International career
- 2001: Turkey U17 / 10 / (3)
- 2002: Turkey U18 / 9 / (0)
- 2002–2004: Turkey U19 / 22 / (6)
- 2004–2006: Turkey U20 / 14 / (5)
- 2006: Turkey U21 / 1 / (0)

= Kerim Zengin =

Turkish professional footballer (born 1985)
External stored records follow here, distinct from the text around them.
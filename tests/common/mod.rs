//! Shared test utilities and mock infrastructure.

#![allow(dead_code, unused_imports)]

pub mod mock_backend;

use chrono::{NaiveDate, NaiveDateTime};
use phonics_garden::cloud::CloudClient;
use phonics_garden::config::SecureString;
use std::net::{SocketAddr, TcpListener};
use std::path::PathBuf;
use std::time::Duration;
use tempfile::TempDir;

/// Find an available port for testing.
pub fn free_port() -> u16 {
    let listener = TcpListener::bind("127.0.0.1:0").expect("Failed to bind to free port");
    listener.local_addr().unwrap().port()
}

/// Write `content` to a config file in a fresh temp dir.
pub fn temp_config(content: &str) -> (TempDir, PathBuf) {
    let temp_dir = TempDir::new().expect("Failed to create temp dir");
    let config_path = temp_dir.path().join("config.toml");
    std::fs::write(&config_path, content).expect("Failed to write config");
    (temp_dir, config_path)
}

/// Local wall-clock time in March 2026.
pub fn at(day: u32, hour: u32, minute: u32) -> NaiveDateTime {
    NaiveDate::from_ymd_opt(2026, 3, day)
        .unwrap()
        .and_hms_opt(hour, minute, 0)
        .unwrap()
}

/// Cloud client pointed at a mock server.
pub fn cloud_client(base_url: &str) -> CloudClient {
    CloudClient::new(
        base_url,
        SecureString::new("anon-key".to_string()),
        Duration::from_secs(2),
    )
    .expect("Failed to build cloud client")
}

/// Wait for a server to become available.
pub async fn wait_for_server(addr: SocketAddr, timeout: Duration) -> bool {
    let start = std::time::Instant::now();
    while start.elapsed() < timeout {
        if tokio::net::TcpStream::connect(addr).await.is_ok() {
            return true;
        }
        tokio::time::sleep(Duration::from_millis(10)).await;
    }
    false
}

/// Poll `condition` every 5ms until it holds or `timeout` passes.
pub async fn eventually(timeout: Duration, condition: impl Fn() -> bool) -> bool {
    let start = std::time::Instant::now();
    while start.elapsed() < timeout {
        if condition() {
            return true;
        }
        tokio::time::sleep(Duration::from_millis(5)).await;
    }
    condition()
}
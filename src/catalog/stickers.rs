/// A collectible sticker shown in the rewards album.
#[derive(Debug, Clone, Copy, PartialEq, Eq)]
pub struct Sticker {
    pub emoji: &'static str,
    pub name: &'static str,
}

/// Every sticker that can be collected, in album order.
pub static STICKER_ALBUM: &[Sticker] = &[
    Sticker { emoji: "🦕", name: "Dinosaur" },
    Sticker { emoji: "🐘", name: "Elephant" },
    Sticker { emoji: "🦋", name: "Butterfly" },
    Sticker { emoji: "🐄", name: "Cow" },
    Sticker { emoji: "🐒", name: "Monkey" },
    Sticker { emoji: "🐞", name: "Ladybug" },
    Sticker { emoji: "🐕", name: "Dog" },
    Sticker { emoji: "🐈", name: "Cat" },
    Sticker { emoji: "🦈", name: "Shark" },
    Sticker { emoji: "🐋", name: "Whale" },
    Sticker { emoji: "🦆", name: "Duck" },
    Sticker { emoji: "🐔", name: "Chicken" },
];

/// Stickers the sound hunt game hands out.
pub static HUNT_STICKERS: &[&str] = &["🦕", "🐘", "🦋", "🐄", "🐒", "🐞", "🐕", "🐈"];

/// Stickers the picture match game hands out.
pub static MATCH_STICKERS: &[&str] = &["🦕", "🐘", "🦋", "🐄", "🐒", "🐞", "🐕", "🐈", "🦈", "🐋"];

impl Sticker {
    pub fn find(emoji: &str) -> Option<&'static Sticker> {
        STICKER_ALBUM.iter().find(|s| s.emoji == emoji)
    }
}
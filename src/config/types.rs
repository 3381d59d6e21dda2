use std::path::PathBuf;

use serde::{Deserialize, Serialize};

use crate::game::DEFAULT_PLAYER_NAME;

/// Root configuration container.
#[derive(Debug, Clone, Default, PartialEq, Serialize, Deserialize)]
pub struct Config {
    #[serde(default)]
    pub player: PlayerConfig,
    #[serde(default)]
    pub storage: StorageConfig,
    #[serde(default)]
    pub cloud: CloudConfig,
    #[serde(default)]
    pub speech: SpeechConfig,
    #[serde(default)]
    pub voice: VoiceConfig,
}

/// Who is playing on this device.
#[derive(Debug, Clone, PartialEq, Serialize, Deserialize)]
pub struct PlayerConfig {
    /// Name used to find or create the remote player profile.
    #[serde(default = "default_player_name")]
    pub name: String,
}

#[derive(Debug, Clone, Default, PartialEq, Serialize, Deserialize)]
pub struct StorageConfig {
    /// Overrides the default state file location.
    #[serde(default)]
    pub state_path: Option<PathBuf>,
}

/// Remote persistence store (PostgREST-compatible).
#[derive(Debug, Clone, PartialEq, Serialize, Deserialize)]
pub struct CloudConfig {
    /// Project URL, e.g. "https://xyz.supabase.co". Falls back to `PHONICS_CLOUD_URL`.
    #[serde(default)]
    pub url: Option<String>,
    /// Public anon key. Falls back to `PHONICS_CLOUD_KEY`.
    #[serde(default)]
    pub anon_key: Option<String>,
    /// Request timeout in seconds (default: 10).
    #[serde(default = "default_cloud_timeout")]
    pub timeout_seconds: u32,
}

/// Speech proxy server and its upstream vendor.
#[derive(Debug, Clone, PartialEq, Serialize, Deserialize)]
pub struct SpeechConfig {
    /// Bind address for `phonics serve` (host:port).
    #[serde(default = "default_speech_bind_addr")]
    pub bind_addr: String,
    /// Proxy base URL used by the narrator.
    #[serde(default = "default_speech_proxy_url")]
    pub proxy_url: String,
    /// Upstream text-to-speech API.
    #[serde(default = "default_speech_upstream_url")]
    pub upstream_url: String,
    /// Vendor API key. Falls back to `ELEVENLABS_API_KEY`.
    #[serde(default)]
    pub api_key: Option<String>,
    #[serde(default = "default_voice_id")]
    pub voice_id: String,
    #[serde(default = "default_model_id")]
    pub model_id: String,
    /// Upstream request timeout in seconds (default: 30).
    #[serde(default = "default_speech_timeout")]
    pub timeout_seconds: u32,
}

/// Prosody and program for the on-device fallback voice.
#[derive(Debug, Clone, PartialEq, Serialize, Deserialize)]
pub struct VoiceConfig {
    #[serde(default = "default_voice_rate")]
    pub rate: f32,
    #[serde(default = "default_voice_pitch")]
    pub pitch: f32,
    #[serde(default = "default_voice_volume")]
    pub volume: f32,
    /// Local TTS program, e.g. "espeak". Unset means no fallback voice.
    #[serde(default)]
    pub fallback_command: Option<String>,
}

fn default_player_name() -> String {
    DEFAULT_PLAYER_NAME.to_string()
}

fn default_cloud_timeout() -> u32 {
    10
}

fn default_speech_bind_addr() -> String {
    "127.0.0.1:3001".to_string()
}

fn default_speech_proxy_url() -> String {
    "http://127.0.0.1:3001".to_string()
}

fn default_speech_upstream_url() -> String {
    "https://api.elevenlabs.io".to_string()
}

fn default_voice_id() -> String {
    "EXAVITQu4vr4xnSDxMaL".to_string()
}

fn default_model_id() -> String {
    "eleven_monolingual_v1".to_string()
}

fn default_speech_timeout() -> u32 {
    30
}

fn default_voice_rate() -> f32 {
    0.8
}

fn default_voice_pitch() -> f32 {
    1.1
}

fn default_voice_volume() -> f32 {
    1.0
}

impl Default for PlayerConfig {
    fn default() -> Self {
        Self {
            name: default_player_name(),
        }
    }
}

impl Default for CloudConfig {
    fn default() -> Self {
        Self {
            url: None,
            anon_key: None,
            timeout_seconds: default_cloud_timeout(),
        }
    }
}

impl Default for SpeechConfig {
    fn default() -> Self {
        Self {
            bind_addr: default_speech_bind_addr(),
            proxy_url: default_speech_proxy_url(),
            upstream_url: default_speech_upstream_url(),
            api_key: None,
            voice_id: default_voice_id(),
            model_id: default_model_id(),
            timeout_seconds: default_speech_timeout(),
        }
    }
}

impl Default for VoiceConfig {
    fn default() -> Self {
        Self {
            rate: default_voice_rate(),
            pitch: default_voice_pitch(),
            volume: default_voice_volume(),
            fallback_command: None,
        }
    }
}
Kerim Zengin (born 13 April 1985) is a Turkish former professional footballer who played as a right-back or winger. He is a former youth international, earning caps at levels from the U-17s up to the Turkey national under-21 football team.

==Club career==
Zengin began his career with local club Mersin İdmanyurdu in 1999. Originally a forward, he spent two years with his hometown club before moving to Istanbul-giants Fenerbahçe. Most of his time with the club was spent either out on loan to clubs such as Mersin İdmanyurdu and İstanbul Büyükşehir Belediyespor, or with the youth teams. He made eight appearances for the club during his six-year tenure. Antalyaspor transferred him in 2009, with Zengin contributing one goal in 19 appearances. He was transferred to Karabükspor the following season. After a one-year spell with Karabükspor, he moved to the league rival Sivasspor.